==== DATA FOR THE TASK ====

use chrono::{DateTime, Utc};
use serde::{Deserialize, Serialize};
use std::collections::HashMap;
use uuid::Uuid;

#[derive(Debug, Clone, Copy, Serialize, Deserialize, PartialEq, Eq, Default)]
#[serde(rename_all = "snake_case")]
pub enum WaitPurpose {
    #[default]
    AsyncStep,
    RetryDelay,
}

impl WaitPurpose {
    pub fn as_str(&self) -> &'static str {
        match self {
            Self::AsyncStep => "async_step",
            Self::RetryDelay => "retry_delay",
        }
    }

    pub fn parse(s: &str) -> Option<Self> {
        match s {
            "async_step" => Some(Self::AsyncStep),
            "retry_delay" => Some(Self::RetryDelay),
            _ => None,
        }
    }
}

/// A registered correlation id a node is parked on. Consumed exactly once.
#[derive(Debug, Clone, Serialize, Deserialize, PartialEq)]
pub struct WaitInstance {
    pub correlation_id: String,
    pub node_execution_id: Uuid,
    pub plan_execution_id: Uuid,
    pub purpose: WaitPurpose,
    pub context: HashMap<String, String>,
    pub response: Option<serde_json::Value>,
    pub created_at: DateTime<Utc>,
    pub consumed_at: Option<DateTime<Utc>>,
}

impl WaitInstance {
    pub fn new(
        correlation_id: impl Into<String>,
        node_execution_id: Uuid,
        plan_execution_id: Uuid,
        purpose: WaitPurpose,
    ) -> Self {
        Self {
            correlation_id: correlation_id.into(),
            node_execution_id,
            plan_execution_id,
            purpose,
            context: HashMap::new(),
            response: None,
            created_at: Utc::now(),
            consumed_at: None,
        }
    }

    pub fn with_context(mut self, context: HashMap<String, String>) -> Self {
        self.context = context;
        self
    }

    pub fn is_consumed(&self) -> bool {
        self.consumed_at.is_some()
    }
}

pub fn new_correlation_id() -> String {
    Uuid::new_v4().to_string()
}
use conductor_core::{PlanStatus, Status};

use crate::error::{OrchestratorError, Result};

pub struct NodeStateMachine;

impl NodeStateMachine {
    pub fn validate_transition(from: &Status, to: &Status) -> Result<()> {
        let allowed = Self::allowed_transitions(from);

        if allowed.contains(to) {
            Ok(())
        } else {
            Err(OrchestratorError::InvalidTransition {
                from: from.as_str().to_string(),
                to: to.as_str().to_string(),
            })
        }
    }

    fn allowed_transitions(from: &Status) -> Vec<Status> {
        match from {
            // Failed straight from queued only when the engine cannot start the node.
            Status::Queued => vec![
                Status::Running,
                Status::Failed,
                Status::Aborted,
                Status::Expired,
            ],
            // Running -> Running is a retry: same record, new attempt.
            Status::Running => vec![
                Status::Running,
                Status::Suspended,
                Status::Succeeded,
                Status::Failed,
                Status::IgnoreFailed,
                Status::Aborted,
                Status::Expired,
            ],
            Status::Suspended => vec![
                Status::Running,
                Status::Failed,
                Status::Aborted,
                Status::Expired,
            ],
            Status::Succeeded
            | Status::Failed
            | Status::IgnoreFailed
            | Status::Aborted
            | Status::Expired => vec![],
        }
    }

    pub fn can_transition(from: &Status, to: &Status) -> bool {
        Self::validate_transition(from, to).is_ok()
    }
}

pub struct PlanStateMachine;

impl PlanStateMachine {
    pub fn validate_transition(from: &PlanStatus, to: &PlanStatus) -> Result<()> {
        if Self::allowed_transitions(from).contains(to) {
            Ok(())
        } else {
            Err(OrchestratorError::InvalidTransition {
                from: from.as_str().to_string(),
                to: to.as_str().to_string(),
            })
        }
    }

    fn allowed_transitions(from: &PlanStatus) -> Vec<PlanStatus> {
        match from {
            PlanStatus::Running => vec![
                PlanStatus::Paused,
                PlanStatus::Succeeded,
                PlanStatus::Failed,
                PlanStatus::Aborted,
                PlanStatus::Expired,
            ],
            PlanStatus::Paused => vec![
                PlanStatus::Running,
                PlanStatus::Succeeded,
                PlanStatus::Failed,
                PlanStatus::Aborted,
                PlanStatus::Expired,
            ],
            PlanStatus::Succeeded
            | PlanStatus::Failed
            | PlanStatus::Aborted
            | PlanStatus::Expired => vec![],
        }
    }

    pub fn can_transition(from: &PlanStatus, to: &PlanStatus) -> bool {
        Self::validate_transition(from, to).is_ok()
    }
}

#[cfg(test)]
mod tests {
    use super::*;

    #[test]
    fn test_valid_node_transitions() {
        assert!(NodeStateMachine::can_transition(
            &Status::Queued,
            &Status::Running
        ));
        assert!(NodeStateMachine::can_transition(
            &Status::Running,
            &Status::Running
        ));
        assert!(NodeStateMachine::can_transition(
            &Status::Running,
            &Status::Suspended
        ));
        assert!(NodeStateMachine::can_transition(
            &Status::Suspended,
            &Status::Aborted
        ));
    }

    #[test]
    fn test_invalid_node_transitions() {
        assert!(!NodeStateMachine::can_transition(
            &Status::Queued,
            &Status::Succeeded
        ));
        assert!(!NodeStateMachine::can_transition(
            &Status::Queued,
            &Status::Suspended
        ));
        assert!(!NodeStateMachine::can_transition(
            &Status::Suspended,
            &Status::Succeeded
        ));
    }

    #[test]
    fn test_terminal_node_statuses_are_final() {
        for terminal in [
            Status::Succeeded,
            Status::Failed,
            Status::IgnoreFailed,
            Status::Aborted,
            Status::Expired,
        ] {
            assert!(!NodeStateMachine::can_transition(&terminal, &Status::Running));
            assert!(!NodeStateMachine::can_transition(&terminal, &Status::Aborted));
        }
    }

    #[test]
    fn test_plan_transitions() {
        assert!(PlanStateMachine::can_transition(
            &PlanStatus::Running,
            &PlanStatus::Paused
        ));
        assert!(PlanStateMachine::can_transition(
            &PlanStatus::Paused,
            &PlanStatus::Running
        ));
        assert!(PlanStateMachine::can_transition(
            &PlanStatus::Paused,
            &PlanStatus::Aborted
        ));
        assert!(!PlanStateMachine::can_transition(
            &PlanStatus::Aborted,
            &PlanStatus::Running
        ));
    }

    #[test]
    fn test_transition_error_names_statuses() {
        let err = NodeStateMachine::validate_transition(&Status::Succeeded, &Status::Running)
            .unwrap_err();
        assert!(err.to_string().contains("succeeded"));
        assert!(err.to_string().contains("running"));
    }
}
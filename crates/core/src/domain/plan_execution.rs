use chrono::{DateTime, Utc};
use serde::{Deserialize, Serialize};
use std::collections::HashMap;
use std::time::Duration;
use uuid::Uuid;

use super::ambiance::Ambiance;
use super::plan::Plan;
use super::status::PlanStatus;

/// One run of a compiled plan.
#[derive(Debug, Clone, Serialize, Deserialize, PartialEq)]
pub struct PlanExecution {
    pub id: Uuid,
    pub plan: Plan,
    pub status: PlanStatus,
    pub setup_abstractions: HashMap<String, String>,
    pub started_at: DateTime<Utc>,
    pub ended_at: Option<DateTime<Utc>>,
    /// When the expiry sweep next looks at this execution. Only ever moves forward.
    pub next_iteration: DateTime<Utc>,
    /// Retention deadline; the purge deletes the record after this instant.
    pub valid_until: DateTime<Utc>,
    pub version: i64,
}

impl PlanExecution {
    pub fn new(
        plan: Plan,
        setup_abstractions: HashMap<String, String>,
        retention: Duration,
        iteration_interval: Duration,
    ) -> Self {
        let now = Utc::now();
        Self {
            id: Uuid::new_v4(),
            plan,
            status: PlanStatus::Running,
            setup_abstractions,
            started_at: now,
            ended_at: None,
            next_iteration: now + to_chrono(iteration_interval),
            valid_until: now + to_chrono(retention),
            version: 0,
        }
    }

    /// Top-level scope: no levels, just the execution id and abstractions.
    pub fn root_ambiance(&self) -> Ambiance {
        Ambiance::new(self.id, self.setup_abstractions.clone())
    }

    pub fn is_terminal(&self) -> bool {
        self.status.is_terminal()
    }
}

/// Converts a std duration, saturating at one century.
pub fn to_chrono(duration: Duration) -> chrono::Duration {
    chrono::Duration::from_std(duration).unwrap_or_else(|_| chrono::Duration::days(36_500))
}
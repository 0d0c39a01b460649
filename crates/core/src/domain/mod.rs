pub mod adviser;
pub mod ambiance;
pub mod failure;
pub mod interrupt;
pub mod node_execution;
pub mod plan;
pub mod plan_execution;
pub mod status;
pub mod wait;
pub mod work;

pub use adviser::{
    matches_failure_codes, AdviserObtainment, BackoffPolicy, EndPlanAdviser,
    IgnoreFailureAdviser, MarkSuccessAdviser, OnFailAdviser, OnSuccessAdviser, RepairAction,
    RetryAdviser,
};
pub use ambiance::{Ambiance, Level, LevelGroup};
pub use failure::{FailureData, FailureInfo, CHILD_FAILED, ENGINE_INTERNAL_ERROR, EXPRESSION_ERROR};
pub use interrupt::{Interrupt, InterruptEffect, InterruptState, InterruptType};
pub use node_execution::{ExecutableResponse, NodeExecution};
pub use plan::{FacilitationMode, Plan, PlanNode};
pub use plan_execution::{to_chrono, PlanExecution};
pub use status::{PlanStatus, Status};
pub use wait::{new_correlation_id, WaitInstance, WaitPurpose};
pub use work::{WorkItem, WorkKind};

====

§ TASK PROMPT
From the data, collect all lines where the string "bool" appears.

§ RESPONSE TO THE EXERCISE
    pub fn is_consumed(&self) -> bool {
    pub fn can_transition(from: &Status, to: &Status) -> bool {
    pub fn can_transition(from: &PlanStatus, to: &PlanStatus) -> bool {
    pub fn is_terminal(&self) -> bool {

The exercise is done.